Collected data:

________________________

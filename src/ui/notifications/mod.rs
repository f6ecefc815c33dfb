// SPDX-License-Identifier: MPL-2.0
//! Toast display layer for a [`ToastQueue`] of [`ToastContent`].
//!
//! # Components
//!
//! - [`content`] - `ToastContent` payload and `Severity` levels
//! - [`toast`] - Toast card and region widgets
//!
//! # Usage
//!
//! ```ignore
//! use iced_toasts::ui::notifications::{self, Toast, ToastContent};
//!
//! // Enqueue
//! queue.add(ToastContent::success("Saved", "Settings written"), options);
//!
//! // In your view function, render the region
//! let overlay = Toast::view_region(queue.visible_toasts(), position).map(Message::Toast);
//!
//! // In your update function
//! notifications::update(&mut queue, &message);
//! ```

mod content;
mod toast;

pub use content::{Severity, ToastContent};
pub use toast::Toast;

use crate::queue::{ToastKey, ToastQueue};

/// Messages emitted by the toast widgets.
#[derive(Debug, Clone, PartialEq, Eq)]
pub enum Message {
    /// The close button of a toast was pressed.
    Close(ToastKey),
    /// The pointer entered the toast region.
    PauseTimers,
    /// The pointer left the toast region.
    ResumeTimers,
    /// Periodic check for expired toasts.
    Tick,
}

/// Applies a toast widget message to the queue.
pub fn update(queue: &mut ToastQueue<ToastContent>, message: &Message) {
    match message {
        Message::Close(key) => {
            queue.close(*key);
        }
        Message::PauseTimers => queue.pause_all(),
        Message::ResumeTimers => queue.resume_all(),
        Message::Tick => {
            queue.tick();
        }
    }
}
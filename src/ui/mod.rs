// SPDX-License-Identifier: MPL-2.0
//! User interface components.
//!
//! - [`notifications`] - Toast card and region widgets
//! - [`design_tokens`] - Design system constants (colors, spacing, sizing)

pub mod design_tokens;
pub mod notifications;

________________________

ASSIGNMENT
Your answer should consist of every line from the entries that holds "widgets".

YOUR RESPONSE
//! - [`toast`] - Toast card and region widgets
/// Messages emitted by the toast widgets.
//! - [`notifications`] - Toast card and region widgets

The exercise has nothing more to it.